2 The facts, as taken from the statement of claim and the various affidavits filed in support of the application, can be summarised as follows. On 9 February 2006, the Supreme Court of Western Australia granted probate of the last will and testament of the late Eileen Gladys Mahonen to the defendant. As at the date of her death, the deceased was the registered proprietor of the leasehold interest in respect of 98 Gunners Lane, Point Moore, Geraldton. Under the provisions of the Administration Act 1903 (WA), the deceased's leasehold interest in the land became vested in the defendant. After 9 February 2006, the defendant had the power to deal with and sell the leasehold interest.

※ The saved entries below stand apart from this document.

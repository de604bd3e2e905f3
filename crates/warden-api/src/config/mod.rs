// SPDX-License-Identifier: PolyForm-Noncommercial-1.0.0
// Copyright (c) 2025 Sylvex. All rights reserved.

//! Service configuration.
//!
//! ```yaml
//! server:
//!   host: 0.0.0.0
//!   port: 8080
//! token:
//!   secret: ${WARDEN_SECRET}
//!   access_ttl_secs: 3600
//! gateway:
//!   role_source: token
//! seed:
//!   enabled: true
//! ```

mod error;
pub mod loader;

pub use error::{ConfigError, ConfigResult};
pub use loader::{ConfigFormat, ConfigLoader};

use std::net::{IpAddr, Ipv4Addr, SocketAddr};
use std::time::Duration;

use serde::{Deserialize, Serialize};
use warden_core::{HashConfig, SeedConfig};

use crate::auth::TokenConfig;
use crate::gateway::GatewayConfig;

// =============================================================================
// WardenConfig
// =============================================================================

/// Root configuration.
#[derive(Debug, Clone, Default, Serialize, Deserialize)]
#[serde(default)]
pub struct WardenConfig {
    /// HTTP server settings.
    pub server: ServerConfig,
    /// Token signing settings.
    pub token: TokenConfig,
    /// Gateway settings.
    pub gateway: GatewayConfig,
    /// Password hashing cost.
    pub hashing: HashConfig,
    /// Demo data seeding.
    pub seed: SeedConfig,
}

impl WardenConfig {
    /// Validates every section.
    pub fn validate(&self) -> ConfigResult<()> {
        self.server.validate()?;
        self.token.validate()?;

        if self.hashing.memory_kib < 8 * self.hashing.parallelism {
            return Err(ConfigError::validation(
                "hashing.memory_kib",
                "must be at least 8 KiB per lane",
            ));
        }
        if self.hashing.iterations == 0 {
            return Err(ConfigError::validation(
                "hashing.iterations",
                "must be at least 1",
            ));
        }
        if self.hashing.parallelism == 0 {
            return Err(ConfigError::validation(
                "hashing.parallelism",
                "must be at least 1",
            ));
        }

        if self.seed.enabled {
            if self.seed.admin_username.trim().is_empty() {
                return Err(ConfigError::validation(
                    "seed.admin_username",
                    "must not be empty",
                ));
            }
            if self.seed.admin_password.is_empty() {
                return Err(ConfigError::validation(
                    "seed.admin_password",
                    "must not be empty",
                ));
            }
        }
        Ok(())
    }
}

// =============================================================================
// ServerConfig
// =============================================================================

/// HTTP server configuration.
#[derive(Debug, Clone, Serialize, Deserialize)]
#[serde(default)]
pub struct ServerConfig {
    /// Server host address.
    pub host: IpAddr,
    /// Server port.
    pub port: u16,
    /// CORS configuration.
    pub cors: CorsConfig,
    /// Request timeout.
    #[serde(with = "secs_serde")]
    pub request_timeout: Duration,
    /// Graceful shutdown timeout.
    #[serde(with = "secs_serde")]
    pub shutdown_timeout: Duration,
    /// Maximum request body size in bytes.
    pub max_body_size: usize,
}

impl Default for ServerConfig {
    fn default() -> Self {
        Self {
            host: IpAddr::V4(Ipv4Addr::new(0, 0, 0, 0)),
            port: 8080,
            cors: CorsConfig::default(),
            request_timeout: Duration::from_secs(30),
            shutdown_timeout: Duration::from_secs(30),
            max_body_size: 1024 * 1024, // 1MB
        }
    }
}

impl ServerConfig {
    /// Returns the socket address to bind to.
    pub fn socket_addr(&self) -> SocketAddr {
        SocketAddr::new(self.host, self.port)
    }

    /// Sets the host address.
    pub fn with_host(mut self, host: IpAddr) -> Self {
        self.host = host;
        self
    }

    /// Sets the port.
    pub fn with_port(mut self, port: u16) -> Self {
        self.port = port;
        self
    }

    fn validate(&self) -> ConfigResult<()> {
        if self.request_timeout.is_zero() {
            return Err(ConfigError::validation(
                "server.request_timeout",
                "must be greater than zero",
            ));
        }
        if self.max_body_size == 0 {
            return Err(ConfigError::validation(
                "server.max_body_size",
                "must be greater than zero",
            ));
        }
        Ok(())
    }
}

// =============================================================================
// CorsConfig
// =============================================================================

/// CORS (Cross-Origin Resource Sharing) configuration.
#[derive(Debug, Clone, Serialize, Deserialize)]
#[serde(default)]
pub struct CorsConfig {
    /// Allowed origins. `*` allows any.
    pub allowed_origins: Vec<String>,
    /// Allowed methods.
    pub allowed_methods: Vec<String>,
    /// Allowed headers.
    pub allowed_headers: Vec<String>,
    /// Max age for preflight cache (seconds).
    pub max_age: u64,
}

impl Default for CorsConfig {
    fn default() -> Self {
        Self {
            allowed_origins: vec!["*".to_string()],
            allowed_methods: ["GET", "POST", "PUT", "DELETE", "OPTIONS"]
                .iter()
                .map(|m| m.to_string())
                .collect(),
            allowed_headers: vec!["Content-Type".to_string(), "Authorization".to_string()],
            max_age: 3600,
        }
    }
}

// =============================================================================
// Duration as seconds
// =============================================================================

mod secs_serde {
    use serde::{Deserialize, Deserializer, Serialize, Serializer};
    use std::time::Duration;

    pub fn serialize<S>(duration: &Duration, serializer: S) -> Result<S::Ok, S::Error>
    where
        S: Serializer,
    {
        duration.as_secs().serialize(serializer)
    }

    pub fn deserialize<'de, D>(deserializer: D) -> Result<Duration, D::Error>
    where
        D: Deserializer<'de>,
    {
        let secs = u64::deserialize(deserializer)?;
        Ok(Duration::from_secs(secs))
    }
}

// =============================================================================
// Tests
// =============================================================================
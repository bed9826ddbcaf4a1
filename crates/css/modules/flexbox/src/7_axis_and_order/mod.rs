//! Axis resolution utilities
//! Spec: <https://www.w3.org/TR/css-flexbox-1/#box-model>

use crate::chapter5::FlexDirection;
use crate::geometry::{Rect, Size};

/// Resolved axes information for a flex container.
#[derive(Copy, Clone, Debug, Eq, PartialEq, Hash)]
pub struct Axes {
    /// True when the main axis is horizontal.
    pub main_is_row: bool,
    /// True when main axis is reversed (row-reverse or column-reverse)
    pub main_reverse: bool,
}

/// Resolve main/cross axes from flex-direction (horizontal writing mode only).
///
/// Spec: <https://www.w3.org/TR/css-flexbox-1/#flex-direction-property>
pub const fn resolve_axes(direction: FlexDirection) -> Axes {
    match direction {
        FlexDirection::Row => Axes {
            main_is_row: true,
            main_reverse: false,
        },
        FlexDirection::RowReverse => Axes {
            main_is_row: true,
            main_reverse: true,
        },
        FlexDirection::Column => Axes {
            main_is_row: false,
            main_reverse: false,
        },
        FlexDirection::ColumnReverse => Axes {
            main_is_row: false,
            main_reverse: true,
        },
    }
}

impl Axes {
    #[inline]
    pub fn main<T>(self, size: Size<T>) -> T {
        if self.main_is_row { size.width } else { size.height }
    }

    #[inline]
    pub fn cross<T>(self, size: Size<T>) -> T {
        if self.main_is_row { size.height } else { size.width }
    }

    /// Build a physical size from main/cross components.
    #[inline]
    pub fn size<T>(self, main: T, cross: T) -> Size<T> {
        if self.main_is_row {
            Size {
                width: main,
                height: cross,
            }
        } else {
            Size {
                width: cross,
                height: main,
            }
        }
    }

    #[inline]
    pub fn main_start<T>(self, rect: Rect<T>) -> T {
        if self.main_is_row { rect.left } else { rect.top }
    }

    #[inline]
    pub fn main_end<T>(self, rect: Rect<T>) -> T {
        if self.main_is_row { rect.right } else { rect.bottom }
    }

    #[inline]
    pub fn cross_start<T>(self, rect: Rect<T>) -> T {
        if self.main_is_row { rect.top } else { rect.left }
    }

    #[inline]
    pub fn cross_end<T>(self, rect: Rect<T>) -> T {
        if self.main_is_row { rect.bottom } else { rect.right }
    }
}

3 By written agreement dated 24 October 2006, the defendant as seller agreed to sell to the plaintiff as buyer the leasehold interest in the land. The plaintiff paid the deposit on 24 October 2006. The sale contract incorporated the 2002 Joint Form of General Conditions for the Sale of Land. Under the terms of the sale contract, settlement was to take place on the sooner of the registration of an application by the defendant to be registered as proprietor of the leasehold interest in the land, or on 15 December 2006. It would seem that the defendant has not made an application to be registered as the proprietor of the leasehold interest. Thus, settlement should have taken place on 15 December 2006. In accordance with the terms and conditions of sale, as at the date of settlement the defendant had to provide to the plaintiff all documents necessary to allow for the transfer to be effected to the plaintiff.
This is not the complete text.